• **WORK REQUEST**
Beneath this instruction is a block of data; output from it exactly the lines that run from the one containing "reached is the" through the one containing "for node in", inclusive.

• **Source records**
┄┄┄┄┄┄┄┄┄┄
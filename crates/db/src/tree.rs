//! Nested-set arithmetic for the location tree.
//!
//! The tree lives in one table with `lft`/`rgt` interval bounds; this
//! module owns the bound math as pure functions over plain integers so the
//! renumbering logic is testable without a database. `LocationRepository`
//! turns the plans produced here into range `UPDATE`s inside a single
//! serializable transaction per structural edit.

use thiserror::Error;

/// The interval bounds of one tree node, detached from its row.
#[derive(Debug, Clone, PartialEq, Eq)]
pub struct NodeBounds {
    /// Node ID.
    pub id: String,
    /// Left bound.
    pub lft: i64,
    /// Right bound.
    pub rgt: i64,
}

impl NodeBounds {
    /// Number of bound slots the node's subtree occupies.
    #[must_use]
    pub const fn width(&self) -> i64 {
        self.rgt - self.lft + 1
    }
}

/// Structural errors surfaced by bound validation and move planning.
#[derive(Debug, Error, PartialEq, Eq)]
pub enum TreeError {
    /// A node's left bound is not below its right bound.
    #[error("node {id} has inverted bounds ({lft}, {rgt})")]
    InvertedBounds {
        /// Offending node ID.
        id: String,
        /// Left bound.
        lft: i64,
        /// Right bound.
        rgt: i64,
    },

    /// Two nodes share a bound value.
    #[error("bound value {value} appears more than once")]
    DuplicateBound {
        /// The repeated bound value.
        value: i64,
    },

    /// Two intervals partially overlap instead of nesting.
    #[error("intervals of {a} and {b} overlap without nesting")]
    Overlap {
        /// First offending node ID.
        a: String,
        /// Second offending node ID.
        b: String,
    },

    /// A move would place a node under its own descendant.
    #[error("cannot move {node} under its own descendant {target}")]
    Cycle {
        /// Node being moved.
        node: String,
        /// Requested new parent.
        target: String,
    },
}

/// Whether `ancestor` strictly contains `node`.
#[must_use]
pub const fn is_ancestor(ancestor: &NodeBounds, node: &NodeBounds) -> bool {
    ancestor.lft < node.lft && ancestor.rgt > node.rgt
}

/// Derived depth of every node: the count of strict ancestors within
/// `nodes`. Returns depths parallel to the input slice.
///
/// When `nodes` is the whole tree this is the absolute depth (0 = country,
/// 1 = governorate, 2 = city); over a subtree slice it is depth relative to
/// the slice's outermost node.
#[must_use]
pub fn depths(nodes: &[NodeBounds]) -> Vec<u32> {
    let mut order: Vec<usize> = (0..nodes.len()).collect();
    order.sort_by_key(|&i| nodes[i].lft);

    let mut result = vec![0u32; nodes.len()];
    // Stack of open right bounds; its height when a node is reached is the
    // number of intervals containing it.
    let mut open: Vec<i64> = Vec::new();

    for &i in &order {
        let node = &nodes[i];
        while open.last().is_some_and(|&rgt| rgt < node.lft) {
            open.pop();
        }
        result[i] = open.len() as u32;
        open.push(node.rgt);
    }

    result
}

/// Check the nested-set invariants: bounds are ordered per node, globally
/// unique, and intervals either nest or are disjoint.
pub fn validate(nodes: &[NodeBounds]) -> Result<(), TreeError> {
    let mut bounds: Vec<i64> = Vec::with_capacity(nodes.len() * 2);
    for node in nodes {
        if node.lft >= node.rgt {
            return Err(TreeError::InvertedBounds {
                id: node.id.clone(),
                lft: node.lft,
                rgt: node.rgt,
            });
        }
        bounds.push(node.lft);
        bounds.push(node.rgt);
    }

    bounds.sort_unstable();
    for pair in bounds.windows(2) {
        if pair[0] == pair[1] {
            return Err(TreeError::DuplicateBound { value: pair[0] });
        }
    }

    let mut order: Vec<usize> = (0..nodes.len()).collect();
    order.sort_by_key(|&i| nodes[i].lft);

    // Walk in lft order keeping the stack of open intervals; a node whose
    // rgt escapes the enclosing interval is a partial overlap.
    let mut open: Vec<usize> = Vec::new();
    for &i in &order {
        let node = &nodes[i];
        while open
            .last()
            .is_some_and(|&j| nodes[j].rgt < node.lft)
        {
            open.pop();
        }
        if let Some(&j) = open.last()
            && node.rgt > nodes[j].rgt
        {
            return Err(TreeError::Overlap {
                a: nodes[j].id.clone(),
                b: node.id.clone(),
            });
        }
        open.push(i);
    }

    Ok(())
}

/// Renumbering plan for inserting a new leaf.
#[derive(Debug, Clone, PartialEq, Eq)]
pub struct InsertPlan {
    /// Left bound of the new leaf.
    pub lft: i64,
    /// Right bound of the new leaf.
    pub rgt: i64,
    /// Existing bounds `>=` this value shift by `+2` before the insert;
    /// `None` for a root append (nothing to shift).
    pub shift_from: Option<i64>,
}

/// Plan inserting a new leaf as the last child of `parent`.
#[must_use]
pub const fn plan_insert_under(parent: &NodeBounds) -> InsertPlan {
    InsertPlan {
        lft: parent.rgt,
        rgt: parent.rgt + 1,
        shift_from: Some(parent.rgt),
    }
}

/// Plan inserting a new root after the current maximum right bound.
#[must_use]
pub const fn plan_insert_root(max_rgt: i64) -> InsertPlan {
    InsertPlan {
        lft: max_rgt + 1,
        rgt: max_rgt + 2,
        shift_from: None,
    }
}

/// Renumbering plan for deleting a whole subtree.
#[derive(Debug, Clone, PartialEq, Eq)]
pub struct DeletePlan {
    /// Width of the removed subtree.
    pub width: i64,
    /// Bounds `>` this value shift by `-width` after the delete.
    pub shift_after: i64,
}

/// Plan deleting `node` and its whole subtree.
#[must_use]
pub const fn plan_delete(node: &NodeBounds) -> DeletePlan {
    DeletePlan {
        width: node.width(),
        shift_after: node.rgt,
    }
}

/// Renumbering plan for moving a subtree under a new parent.
///
/// Execution order: negate the subtree's bounds (detach), close the gap it
/// left (`-width` for bounds past `subtree_rgt`), open a gap of `width` at
/// `dest_lft`, then reattach negated rows with `bound = -bound + delta`.
#[derive(Debug, Clone, PartialEq, Eq)]
pub struct MovePlan {
    /// Left bound of the moved subtree (pre-move numbering).
    pub subtree_lft: i64,
    /// Right bound of the moved subtree (pre-move numbering).
    pub subtree_rgt: i64,
    /// Width of the moved subtree.
    pub width: i64,
    /// Left bound the subtree will occupy, in post-gap-close numbering.
    pub dest_lft: i64,
    /// Offset applied when reattaching the negated rows.
    pub delta: i64,
}

/// Plan moving `node` (with its subtree) to become the last child of
/// `new_parent`. Fails if `new_parent` lies inside the moved subtree.
pub fn plan_move(node: &NodeBounds, new_parent: &NodeBounds) -> Result<MovePlan, TreeError> {
    if new_parent.lft >= node.lft && new_parent.rgt <= node.rgt {
        return Err(TreeError::Cycle {
            node: node.id.clone(),
            target: new_parent.id.clone(),
        });
    }

    let width = node.width();

    // Where the parent's right bound sits once the subtree's gap is closed.
    let parent_rgt = if new_parent.rgt > node.rgt {
        new_parent.rgt - width
    } else {
        new_parent.rgt
    };

    Ok(MovePlan {
        subtree_lft: node.lft,
        subtree_rgt: node.rgt,
        width,
        dest_lft: parent_rgt,
        delta: parent_rgt - node.lft,
    })
}

#[cfg(test)]
mod tests {
    use super::*;

    fn node(id: &str, lft: i64, rgt: i64) -> NodeBounds {
        NodeBounds {
            id: id.to_string(),
            lft,
            rgt,
        }
    }

    /// Egypt(1,8) > Cairo(2,7) > Maadi(3,4), Nasr City(5,6).
    fn small_tree() -> Vec<NodeBounds> {
        vec![
            node("egypt", 1, 8),
            node("cairo", 2, 7),
            node("maadi", 3, 4),
            node("nasr", 5, 6),
        ]
    }

    /// Apply an insert plan to an in-memory arena, returning the new arena.
    fn apply_insert(mut arena: Vec<NodeBounds>, plan: &InsertPlan, id: &str) -> Vec<NodeBounds> {
        if let Some(from) = plan.shift_from {
            for n in &mut arena {
                if n.lft >= from {
                    n.lft += 2;
                }
                if n.rgt >= from {
                    n.rgt += 2;
                }
            }
        }
        arena.push(node(id, plan.lft, plan.rgt));
        arena
    }

    fn apply_delete(arena: Vec<NodeBounds>, target: &NodeBounds) -> Vec<NodeBounds> {
        let plan = plan_delete(target);
        let mut kept: Vec<NodeBounds> = arena
            .into_iter()
            .filter(|n| n.lft < target.lft || n.rgt > target.rgt)
            .collect();
        for n in &mut kept {
            if n.lft > plan.shift_after {
                n.lft -= plan.width;
            }
            if n.rgt > plan.shift_after {
                n.rgt -= plan.width;
            }
        }
        kept
    }

    fn apply_move(mut arena: Vec<NodeBounds>, plan: &MovePlan) -> Vec<NodeBounds> {
        // Detach: negate the subtree.
        for n in &mut arena {
            if n.lft >= plan.subtree_lft && n.rgt <= plan.subtree_rgt {
                n.lft = -n.lft;
                n.rgt = -n.rgt;
            }
        }
        // Close the gap.
        for n in &mut arena {
            if n.lft > plan.subtree_rgt {
                n.lft -= plan.width;
            }
            if n.rgt > plan.subtree_rgt {
                n.rgt -= plan.width;
            }
        }
        // Open a gap at the destination.
        for n in &mut arena {
            if n.lft >= plan.dest_lft {
                n.lft += plan.width;
            }
            if n.rgt >= plan.dest_lft {
                n.rgt += plan.width;
            }
        }
        // Reattach.
        for n in &mut arena {
            if n.lft < 0 {
                n.lft = -n.lft + plan.delta;
                n.rgt = -n.rgt + plan.delta;
            }
        }
        arena
    }

    fn depth_by_id(arena: &[NodeBounds], id: &str) -> u32 {
        let ds = depths(arena);
        arena
            .iter()
            .position(|n| n.id == id)
            .map(|i| ds[i])
            .unwrap()
    }

    #[test]
    fn test_depths_classify_each_level_once() {
        let arena = small_tree();
        assert_eq!(depths(&arena), vec![0, 1, 2, 2]);
    }

    #[test]
    fn test_depths_with_two_roots() {
        let arena = vec![
            node("egypt", 1, 4),
            node("cairo", 2, 3),
            node("jordan", 5, 6),
        ];
        assert_eq!(depths(&arena), vec![0, 1, 0]);
    }

    #[test]
    fn test_is_ancestor_is_strict() {
        let arena = small_tree();
        assert!(is_ancestor(&arena[0], &arena[2]));
        assert!(is_ancestor(&arena[1], &arena[2]));
        assert!(!is_ancestor(&arena[2], &arena[2]));
        assert!(!is_ancestor(&arena[2], &arena[1]));
        // Siblings contain each other in neither direction.
        assert!(!is_ancestor(&arena[2], &arena[3]));
        assert!(!is_ancestor(&arena[3], &arena[2]));
    }

    #[test]
    fn test_validate_accepts_well_formed_tree() {
        assert_eq!(validate(&small_tree()), Ok(()));
    }

    #[test]
    fn test_validate_rejects_inverted_bounds() {
        let arena = vec![node("bad", 5, 2)];
        assert!(matches!(
            validate(&arena),
            Err(TreeError::InvertedBounds { .. })
        ));
    }

    #[test]
    fn test_validate_rejects_duplicate_bound() {
        let arena = vec![node("a", 1, 4), node("b", 4, 6)];
        assert_eq!(
            validate(&arena),
            Err(TreeError::DuplicateBound { value: 4 })
        );
    }

    #[test]
    fn test_validate_rejects_partial_overlap() {
        // (1,5) and (3,8) overlap without nesting — the corruption an
        // interleaved renumbering would produce.
        let arena = vec![node("a", 1, 5), node("b", 3, 8)];
        assert!(matches!(validate(&arena), Err(TreeError::Overlap { .. })));
    }

    #[test]
    fn test_insert_under_parent_keeps_tree_valid() {
        let arena = small_tree();
        let cairo = arena[1].clone();

        let plan = plan_insert_under(&cairo);
        assert_eq!(plan, InsertPlan { lft: 7, rgt: 8, shift_from: Some(7) });

        let arena = apply_insert(arena, &plan, "zamalek");
        validate(&arena).unwrap();
        assert_eq!(depth_by_id(&arena, "zamalek"), 2);
        // Egypt's interval widened around the insert.
        assert_eq!(arena[0], node("egypt", 1, 10));
    }

    #[test]
    fn test_insert_root_appends_after_max_bound() {
        let arena = small_tree();
        let plan = plan_insert_root(8);
        assert_eq!(plan, InsertPlan { lft: 9, rgt: 10, shift_from: None });

        let arena = apply_insert(arena, &plan, "jordan");
        validate(&arena).unwrap();
        assert_eq!(depth_by_id(&arena, "jordan"), 0);
    }

    #[test]
    fn test_delete_subtree_closes_the_gap() {
        let arena = small_tree();
        let cairo = arena[1].clone();

        let arena = apply_delete(arena, &cairo);
        validate(&arena).unwrap();
        assert_eq!(arena.len(), 1);
        assert_eq!(arena[0], node("egypt", 1, 2));
    }

    #[test]
    fn test_move_subtree_to_new_parent() {
        // Add a second country and move Cairo (with its areas) under it.
        let mut arena = small_tree();
        arena.push(node("jordan", 9, 10));
        let cairo = arena[1].clone();
        let jordan = arena[4].clone();

        let plan = plan_move(&cairo, &jordan).unwrap();
        let arena = apply_move(arena, &plan);

        validate(&arena).unwrap();
        assert_eq!(depth_by_id(&arena, "cairo"), 1);
        assert_eq!(depth_by_id(&arena, "maadi"), 2);
        assert_eq!(depth_by_id(&arena, "egypt"), 0);

        let jordan_after = arena.iter().find(|n| n.id == "jordan").unwrap();
        let cairo_after = arena.iter().find(|n| n.id == "cairo").unwrap();
        assert!(is_ancestor(jordan_after, cairo_after));
    }

    #[test]
    fn test_move_backward_within_tree() {
        // Move Nasr City under Maadi (destination left of the subtree).
        let arena = small_tree();
        let nasr = arena[3].clone();
        let maadi = arena[2].clone();

        let plan = plan_move(&nasr, &maadi).unwrap();
        let arena = apply_move(arena, &plan);

        validate(&arena).unwrap();
        assert_eq!(depth_by_id(&arena, "nasr"), 3);
        let maadi_after = arena.iter().find(|n| n.id == "maadi").unwrap();
        let nasr_after = arena.iter().find(|n| n.id == "nasr").unwrap();
        assert!(is_ancestor(maadi_after, nasr_after));
    }

    #[test]
    fn test_move_under_own_descendant_is_rejected() {
        let arena = small_tree();
        let cairo = arena[1].clone();
        let maadi = arena[2].clone();

        assert_eq!(
            plan_move(&cairo, &maadi),
            Err(TreeError::Cycle {
                node: "cairo".to_string(),
                target: "maadi".to_string(),
            })
        );
    }
}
┄┄┄┄┄┄┄┄┄┄
• **ANSWER TO THE EXERCISE**
    // Stack of open right bounds; its height when a node is reached is the
    // number of intervals containing it.
    let mut open: Vec<i64> = Vec::new();

    for &i in &order {
        let node = &nodes[i];
        while open.last().is_some_and(|&rgt| rgt < node.lft) {
            open.pop();
        }
        result[i] = open.len() as u32;
        open.push(node.rgt);
    }

    result
}

/// Check the nested-set invariants: bounds are ordered per node, globally
/// unique, and intervals either nest or are disjoint.
pub fn validate(nodes: &[NodeBounds]) -> Result<(), TreeError> {
    let mut bounds: Vec<i64> = Vec::with_capacity(nodes.len() * 2);
    for node in nodes {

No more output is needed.